I recently discovered IRCcat, which is an IRC bot based off of PircBot. IRCcat’s claim to fame is that it listens on a TCP port and, by sending data to that port, you can “cat” it to IRC. For example, the command
$ echo "hi" | netcat -q0 localhost 12345
results in:
20:22:43: <irccat> hi
.. as long as you have configured irccat to listen on localhost:12345. This obviously depends on netcat being installed.
This was cool and all, but I couldn’t really think of anything to do with it until I was going through my DenyHosts configuration file. There, I saw the PLUGIN_DENY line:
# PLUGIN_DENY: If set, this value should point to an executable
# program that will be invoked when a host is added to the
# HOSTS_DENY file. This executable will be passed the host
# that will be added as its only argument.

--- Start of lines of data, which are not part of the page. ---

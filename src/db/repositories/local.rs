//! In-memory local repository implementation.
//!
//! This module provides a local implementation of the repository trait
//! suitable for unit testing, local development, and demo deployments.
//! All data is stored in memory, providing fast, deterministic, and
//! isolated execution.

use std::collections::HashMap;
use std::path::Path;
use std::sync::Arc;

use anyhow::Context;
use async_trait::async_trait;
use chrono::{Days, NaiveDate};
use parking_lot::RwLock;
use serde::Deserialize;

use crate::api::{Level, ReservoirId, ReservoirInfo, SeriesPoint};
use crate::db::repository::{ErrorContext, RepositoryError, RepositoryResult, ReservoirRepository};

/// In-memory reservoir store.
///
/// Cloning is cheap; all clones share the same underlying data, so a
/// test can keep a handle for injecting faults while the server half
/// serves requests from it.
#[derive(Clone, Debug)]
pub struct LocalRepository {
    data: Arc<RwLock<LocalData>>,
}

#[derive(Debug)]
struct ReservoirRecord {
    info: ReservoirInfo,
    // Both series are kept sorted by date so reads can rely on
    // chronological order.
    historic: Vec<SeriesPoint>,
    forecast: Vec<SeriesPoint>,
}

#[derive(Debug)]
struct LocalData {
    /// Insertion order doubles as the enumeration order reported to callers.
    reservoirs: Vec<ReservoirRecord>,

    /// Injected per-reservoir forecast failures, for tests.
    prediction_faults: HashMap<ReservoirId, RepositoryError>,

    // Connection health
    is_healthy: bool,
}

impl Default for LocalData {
    fn default() -> Self {
        Self {
            reservoirs: Vec::new(),
            prediction_faults: HashMap::new(),
            is_healthy: true,
        }
    }
}

impl LocalRepository {
    /// Create a new empty local repository.
    pub fn new() -> Self {
        Self {
            data: Arc::new(RwLock::new(LocalData::default())),
        }
    }

    /// Repository pre-loaded with a small Cauvery basin data set.
    ///
    /// Useful for demos and manual testing; the series are synthetic but
    /// the names and capacities are roughly real.
    pub fn with_sample_data() -> Self {
        let repo = Self::new();
        let base = sample_base_date();

        for (name, capacity_mcm, fill) in [
            ("harangi", 240.0, 0.52),
            ("hemavathy", 1050.0, 0.61),
            ("kabini", 552.0, 0.48),
            ("krs", 1400.0, 0.57),
        ] {
            let historic: Vec<SeriesPoint> = (0..14)
                .map(|i| sample_point(base, i, capacity_mcm, fill))
                .collect();
            let forecast: Vec<SeriesPoint> = (14..21)
                .map(|i| sample_point(base, i, capacity_mcm, fill))
                .collect();

            repo.seed_reservoir(
                ReservoirInfo {
                    name: ReservoirId::new(name),
                    basin: "cauvery".to_string(),
                    capacity_mcm,
                },
                historic,
                forecast,
            );
        }

        repo
    }

    /// Load a repository from a JSON seed file.
    ///
    /// See [`SeedData`] for the expected shape.
    pub fn from_json_file(path: impl AsRef<Path>) -> anyhow::Result<Self> {
        let path = path.as_ref();
        let raw = std::fs::read_to_string(path)
            .with_context(|| format!("Failed to read seed file {}", path.display()))?;
        let seed: SeedData = serde_json::from_str(&raw)
            .with_context(|| format!("Failed to parse seed file {}", path.display()))?;

        let repo = Self::new();
        for reservoir in seed.reservoirs {
            repo.seed_reservoir(reservoir.info, reservoir.historic, reservoir.forecast);
        }
        Ok(repo)
    }

    /// Add or replace one reservoir and its series.
    ///
    /// Series are sorted on insert, which upholds the chronological
    /// ordering the trait promises.
    pub fn seed_reservoir(
        &self,
        info: ReservoirInfo,
        mut historic: Vec<SeriesPoint>,
        mut forecast: Vec<SeriesPoint>,
    ) {
        historic.sort_by_key(|point| point.date);
        forecast.sort_by_key(|point| point.date);

        let record = ReservoirRecord {
            info,
            historic,
            forecast,
        };

        let mut data = self.data.write();
        match data
            .reservoirs
            .iter_mut()
            .find(|existing| existing.info.name == record.info.name)
        {
            Some(existing) => *existing = record,
            None => data.reservoirs.push(record),
        }
    }

    /// Set the health status for testing connection failures.
    pub fn set_healthy(&self, healthy: bool) {
        self.data.write().is_healthy = healthy;
    }

    /// Make forecast reads for one reservoir fail with the given error,
    /// for tests that need a partial fan-out failure.
    pub fn fail_prediction(&self, reservoir: &ReservoirId, error: RepositoryError) {
        self.data
            .write()
            .prediction_faults
            .insert(reservoir.clone(), error);
    }

    /// Clear all data from the repository.
    pub fn clear(&self) {
        let mut data = self.data.write();
        let is_healthy = data.is_healthy;
        *data = LocalData {
            is_healthy,
            ..Default::default()
        };
    }

    /// Get the number of reservoirs stored.
    pub fn reservoir_count(&self) -> usize {
        self.data.read().reservoirs.len()
    }

    /// Helper to check health and return error if unhealthy.
    fn check_health(&self) -> RepositoryResult<()> {
        if !self.data.read().is_healthy {
            return Err(RepositoryError::unavailable(
                "Reservoir store is not reachable",
            ));
        }
        Ok(())
    }
}

impl Default for LocalRepository {
    fn default() -> Self {
        Self::new()
    }
}

fn sample_base_date() -> NaiveDate {
    NaiveDate::from_ymd_opt(2023, 6, 1).expect("valid calendar date")
}

// Synthetic but monotonic fill curve, so sample levels look plausible.
fn sample_point(base: NaiveDate, day: u64, capacity_mcm: f64, fill: f64) -> SeriesPoint {
    SeriesPoint::new(
        base + Days::new(day),
        capacity_mcm * (fill + 0.004 * day as f64),
    )
}

fn find_record<'a>(
    data: &'a LocalData,
    reservoir: &ReservoirId,
    operation: &str,
) -> RepositoryResult<&'a ReservoirRecord> {
    data.reservoirs
        .iter()
        .find(|record| record.info.name == *reservoir)
        .ok_or_else(|| {
            RepositoryError::not_found_with_context(
                format!("No reservoir named '{}'", reservoir),
                ErrorContext::new(operation).with_reservoir(reservoir),
            )
        })
}

#[async_trait]
impl ReservoirRepository for LocalRepository {
    async fn list_reservoirs(&self) -> RepositoryResult<Vec<ReservoirInfo>> {
        self.check_health()?;

        let data = self.data.read();
        Ok(data
            .reservoirs
            .iter()
            .map(|record| record.info.clone())
            .collect())
    }

    async fn latest_levels(&self) -> RepositoryResult<Vec<Level>> {
        self.check_health()?;

        let data = self.data.read();
        // Reservoirs without observations have no level to report and
        // are skipped rather than invented.
        Ok(data
            .reservoirs
            .iter()
            .filter_map(|record| {
                let last = record.historic.last()?;
                Some(Level {
                    reservoir: record.info.name.clone(),
                    date: last.date,
                    volume: last.value,
                })
            })
            .collect())
    }

    async fn prediction(
        &self,
        reservoir: &ReservoirId,
        anchor: Option<NaiveDate>,
    ) -> RepositoryResult<Vec<SeriesPoint>> {
        self.check_health()?;

        let data = self.data.read();
        if let Some(error) = data.prediction_faults.get(reservoir) {
            return Err(error.clone());
        }

        let record = find_record(&data, reservoir, "prediction")?;
        let series = match anchor {
            Some(anchor) => record
                .forecast
                .iter()
                .filter(|point| point.date >= anchor)
                .copied()
                .collect(),
            None => match record.historic.last() {
                Some(last) => record
                    .forecast
                    .iter()
                    .filter(|point| point.date > last.date)
                    .copied()
                    .collect(),
                None => record.forecast.clone(),
            },
        };
        Ok(series)
    }

    async fn historic(
        &self,
        reservoir: &ReservoirId,
        anchor: Option<NaiveDate>,
    ) -> RepositoryResult<Vec<SeriesPoint>> {
        self.check_health()?;

        let data = self.data.read();
        let record = find_record(&data, reservoir, "historic")?;
        let series = match anchor {
            Some(anchor) => record
                .historic
                .iter()
                .filter(|point| point.date <= anchor)
                .copied()
                .collect(),
            None => record.historic.clone(),
        };
        Ok(series)
    }
}

/// On-disk seed format: a list of reservoirs with their series.
///
/// ```json
/// {
///   "reservoirs": [
///     {
///       "info": { "name": "kabini", "basin": "cauvery", "capacity_mcm": 552.0 },
///       "historic": [{ "date": "2023-06-01", "value": 265.0 }],
///       "forecast": [{ "date": "2023-06-02", "value": 268.4 }]
///     }
///   ]
/// }
/// ```
#[derive(Debug, Deserialize)]
pub struct SeedData {
    pub reservoirs: Vec<SeedReservoir>,
}

#[derive(Debug, Deserialize)]
pub struct SeedReservoir {
    pub info: ReservoirInfo,
    #[serde(default)]
    pub historic: Vec<SeriesPoint>,
    #[serde(default)]
    pub forecast: Vec<SeriesPoint>,
}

“Hm.. that might be easy,” I thought. Well, it mostly was. There is a bug where, when a new host is denied, all denied hosts will be passed to this executable. See the bug for the fix, and Debian users may see this article for how to roll their own debs, which is useful if you have multiple DenyHosts installations on different machines.
Here’s my shell script that reports new blocked hosts:
#!/bin/bash
DEST="localhost"
PORT=12345
HOSTNAME=`hostname --short`
TYPE=""
NAME=${0##*/} # get what we were called as, probably a bashism
REV=`host -q -t PTR ${@} | awk '/Name/ {print $2}'` # DenyHosts usually passes an IP, this will get the reverse DNS as well
if [ "$REV" != "" ]; then
REV="(${REV})"
fi
if [ "$NAME" = "dh-deny" ]; then
TYPE="BLOCKED:"
else
if [ "$NAME" = "dh-purge" ]; then
TYPE="purged:"
fi
fi
echo -e "\x02DenyHosts\x02/\x02${HOSTNAME}\x02: ${TYPE} ${@} ${REV}" | netcat -q0 ${DEST} ${PORT}
If you name this file dh-deny and then symlink dh-purge to it, and then in DenyHosts’ configuration point PLUGIN_DENY at dh-deny and PLUGIN_PURGE at dh-purge, you can get reports in IRC for both new blocked hosts and for old ones being purged. I personally did not define PLUGIN_PURGE.
I’ve also started developing a perl script to relay mail (postfix) activity to IRC. I don’t know of a plugin mechanism for postfix, so this is accomplished by using File::Tail to watch /var/log/mail.log and parse the file. I’m not ready to release source, but it’s coming along well:
01:32:18: <irccat> Postfix/karrde: REJECT: AdelinedwarfLouis@capwiz.com (unknown[200.93.173.57]) to null@kiserai.net: 571 5.7.1 Service unavailable; Client host [200.93.173.57] blocked using sbl-xbl.spamhaus.org; http://www.spamhaus.org/query/bl?ip=200.93.173.57
20:27:36: <irccat> Postfix/karrde: REJECT: null@kiserai.net (karrde2.kiserai.net[207.192.69.84]) to jsmith@example.com: 450 4.1.2 <jsmith@example.com>: Recipient address rejected: Domain not found
The possibilities for irccatting are nearly endless. If I a) have any readers that b) have opinions on this, what else might be useful to pipe to IRC?